Los juicios de valor caballeresco-aristocráticos tienen como presupuesto una constitución física poderosa, una salud floreciente, rica, incluso desbordante, junto con lo que condiciona el mantenimiento de la misma, es decir, la guerra, las aventuras, la caza, la danza, las peleas y, en general, todo lo que la actividad fuerte, libre, regocijada lleva consigo. La manera noble-sacerdotal de valorar tiene —lo hemos visto— otros presupuestos: ¡las cosas les van muy mal cuando aparece la guerra! Los sacerdotes son, como es sabido, los enemigos más malvados. —¿Por qué? Porque son los más impotentes. (Nietzsche, 2005:46)

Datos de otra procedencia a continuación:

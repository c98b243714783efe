//! Metric points.

use std::fmt;
use std::sync::Arc;

use crate::descriptor::Descriptor;
use crate::error::{Result, ScrapeError};

/// Kind of a metric family.
#[derive(Debug, Clone, Copy, PartialEq, Eq, Hash)]
pub enum MetricKind {
    Gauge,
    Counter,
}

impl MetricKind {
    pub fn as_str(&self) -> &'static str {
        match self {
            MetricKind::Gauge => "gauge",
            MetricKind::Counter => "counter",
        }
    }
}

impl fmt::Display for MetricKind {
    fn fmt(&self, f: &mut fmt::Formatter<'_>) -> fmt::Result {
        f.write_str(self.as_str())
    }
}

/// One fully-labeled observed value.
#[derive(Debug, Clone, PartialEq)]
pub struct MetricPoint {
    descriptor: Arc<Descriptor>,
    kind: MetricKind,
    value: f64,
    label_values: Vec<String>,
}

impl MetricPoint {
    /// Create a point.
    ///
    /// # Panics
    ///
    /// Panics if `label_values` does not match the descriptor's label arity.
    /// That is a bug in the scraper, not a runtime condition.
    pub fn new(
        descriptor: &Arc<Descriptor>,
        kind: MetricKind,
        value: f64,
        label_values: Vec<String>,
    ) -> Self {
        assert_eq!(
            descriptor.label_names().len(),
            label_values.len(),
            "label values for {} do not match its label schema",
            descriptor.fq_name()
        );
        Self {
            descriptor: descriptor.clone(),
            kind,
            value,
            label_values,
        }
    }

    /// Create a point, reporting a label arity mismatch as an error.
    pub fn try_new(
        descriptor: &Arc<Descriptor>,
        kind: MetricKind,
        value: f64,
        label_values: Vec<String>,
    ) -> Result<Self> {
        let expected = descriptor.label_names().len();
        if expected != label_values.len() {
            return Err(ScrapeError::LabelMismatch {
                metric: descriptor.fq_name().to_string(),
                expected,
                got: label_values.len(),
            });
        }
        Ok(Self {
            descriptor: descriptor.clone(),
            kind,
            value,
            label_values,
        })
    }

    /// Gauge shorthand.
    pub fn gauge<I, S>(descriptor: &Arc<Descriptor>, value: f64, labels: I) -> Self
    where
        I: IntoIterator<Item = S>,
        S: Into<String>,
    {
        Self::new(
            descriptor,
            MetricKind::Gauge,
            value,
            labels.into_iter().map(Into::into).collect(),
        )
    }

    /// Counter shorthand.
    pub fn counter<I, S>(descriptor: &Arc<Descriptor>, value: f64, labels: I) -> Self
    where
        I: IntoIterator<Item = S>,
        S: Into<String>,
    {
        Self::new(
            descriptor,
            MetricKind::Counter,
            value,
            labels.into_iter().map(Into::into).collect(),
        )
    }

    pub fn descriptor(&self) -> &Arc<Descriptor> {
        &self.descriptor
    }

    pub fn kind(&self) -> MetricKind {
        self.kind
    }

    pub fn value(&self) -> f64 {
        self.value
    }

    pub fn label_values(&self) -> &[String] {
        &self.label_values
    }

    /// `(name, value)` label pairs in schema order.
    pub fn labels(&self) -> impl Iterator<Item = (&str, &str)> {
        self.descriptor
            .label_names()
            .iter()
            .map(String::as_str)
            .zip(self.label_values.iter().map(String::as_str))
    }
}

#[cfg(test)]
mod tests {
    use super::*;

    fn period_desc() -> Arc<Descriptor> {
        Arc::new(Descriptor::new("mysql_trx", "help", &["period"]))
    }

    #[test]
    fn test_gauge_point() {
        let desc = period_desc();
        let point = MetricPoint::gauge(&desc, 5.0, ["5"]);

        assert_eq!(point.kind(), MetricKind::Gauge);
        assert_eq!(point.value(), 5.0);
        assert_eq!(point.labels().collect::<Vec<_>>(), vec![("period", "5")]);
    }

    #[test]
    fn test_counter_point() {
        let desc = Arc::new(Descriptor::new("mysql_queries_total", "help", &[]));
        let point = MetricPoint::counter(&desc, 12.0, Vec::<String>::new());
        assert_eq!(point.kind().as_str(), "counter");
    }

    #[test]
    #[should_panic(expected = "do not match its label schema")]
    fn test_label_mismatch_panics() {
        let desc = period_desc();
        let _ = MetricPoint::gauge(&desc, 1.0, ["5", "extra"]);
    }

    #[test]
    fn test_try_new_reports_mismatch() {
        let desc = period_desc();
        let err = MetricPoint::try_new(&desc, MetricKind::Gauge, 1.0, vec![]).unwrap_err();
        assert!(matches!(
            err,
            ScrapeError::LabelMismatch {
                expected: 1,
                got: 0,
                ..
            }
        ));
    }
}
//! The scraper contract.

use async_trait::async_trait;
use tokio_util::sync::CancellationToken;

use crate::database::Database;
use crate::error::Result;
use crate::point::MetricPoint;
use crate::row::Row;
use crate::sink::MetricSink;

/// A stateless query-to-metrics transformer.
///
/// Instances are built once at startup and reused for every collection
/// cycle. Many scrapers run concurrently against the same sink; none of
/// them may hold state between calls.
#[async_trait]
pub trait Scraper: Send + Sync {
    /// Short, unique name. Used as the enable/disable key.
    fn name(&self) -> &'static str;

    /// What this scraper collects, for help output.
    fn help(&self) -> &'static str;

    /// Oldest engine version exposing the queried view.
    ///
    /// Advisory only: the orchestrator gates on it, `scrape` never checks it.
    fn version(&self) -> f64;

    /// Run the bound query and push every resulting point onto `sink`.
    ///
    /// `cancel` is the only cancellation channel; implementations must not
    /// install their own timeout. Diagnostics go to the `tracing` span the
    /// caller instruments this future with.
    async fn scrape(
        &self,
        cancel: &CancellationToken,
        db: &dyn Database,
        sink: &MetricSink,
    ) -> Result<()>;
}

/// The query and row decoder behind a single-query scraper.
///
/// Concrete scrapers implement this next to [`Scraper`] and forward
/// `scrape` to [`crate::pipeline::execute`], which handles cancellation, cursor
/// release and emission order for every variant the same way.
pub trait QueryScraper: Scraper {
    /// The single, parameter-free SQL text this scraper runs.
    fn query(&self) -> &'static str;

    /// Decode one row into `points`, in descriptor declaration order.
    ///
    /// Returning an error aborts the scrape. Points appended to `points`
    /// before the error are discarded, so a failing row emits nothing.
    fn decode(&self, row: &Row, points: &mut Vec<MetricPoint>) -> Result<()>;
}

Aquí se encuentra sintetizado el vitalismo voluntarista y su antítesis: la impotencia como voluntad de venganza y odio en los creadores de valores negativos, los sacerdotes. Ahora bien, se refiere no solo a los que son sacerdotes, sino a todos los que piensan y crean desde esa base anímica; puede ser incluso una sociedad entera. La extrapolación a lo social y político, según Nietzsche, desemboca en la Revolución francesa, el socialismo y el anarquismo. Concomitante al estado anímico de la rebelión de los esclavos, estas ideologías son muestras contundentes de esas bases anímicas que creaban valores, esto es, antivalores. La ética que arroja a la persona al encuentro del otro, en el acto del amor cristiano, es para Nietzsche una muestra de debilidad y resentimiento. Debilidad porque la caridad te invita a ayudar a los rezagados; resentimiento porque la base de la que surge es la impotencia, es decir, la caridad surge del no poder ser poderoso, al visualizar tus propias debilidades en el otro. Totalmente contrario a la ética tradicional cristiana y que San Agustín refinaría:

Y como Dios es amor, la vida moral es el ejercicio de la caridad, o amor a Dios y al prójimo, venciendo al amor propio y de las cosas terrenas (la cupiditas) hasta el desprecio de sí mismo. Esa ley eterna es nuestra guía, contiene las verdades eternas de la moral, y es grabada por Dios en nuestras conciencias como ley natural. (Beuchot, 2013: 39)

El amor al prójimo, que quizá sea un acto de debilidad, es realmente un darse entero ontológico; la fortaleza del cristianismo está en su debilidad, en su bondad. Y más allá de representar resentimiento, el amor puro es todo lo contrario. Quizá el deicidio de Dios perpetrado por Nietzsche tuvo grandes efectos, y racionalmente es viable, y funda una nueva época, pero valdría la pena reflexionar, que ese cuerpo glorioso y muerto de Dios que yace sobre todo el occidente civilizado, no está esperando que le insuflemos vida, para resucitar —como sólo Él lo sabe hacer— al tercer día, y levantarse en una parusía abominable y hermosa, y crear realmente nuevos valores, que ni siquiera sean negación de los nietzscheanos, sino que los incluya como verdadero Dios totalizante y abismal, y en esa parusía descomunal, refundar nuestro mundo y nuestra civilización, un mundo donde amar y ser bondadoso no sea una opción moral y libérrima, sino una vivencia santa y secular— sí, unión de los contrarios—, al mismo tiempo que inexorable para todos los seres.

Referencias

  1. Nietzsche, Friedrich. La genealogía de la moral. “Tratado primero”. Alianza Editorial. Madrid. 2005.
  2. Ferrater Mora, José. San Agustín o la visión cristiana.
  3. Beuchot, Mauricio. Historia de la filosofía medieval. México. 2013.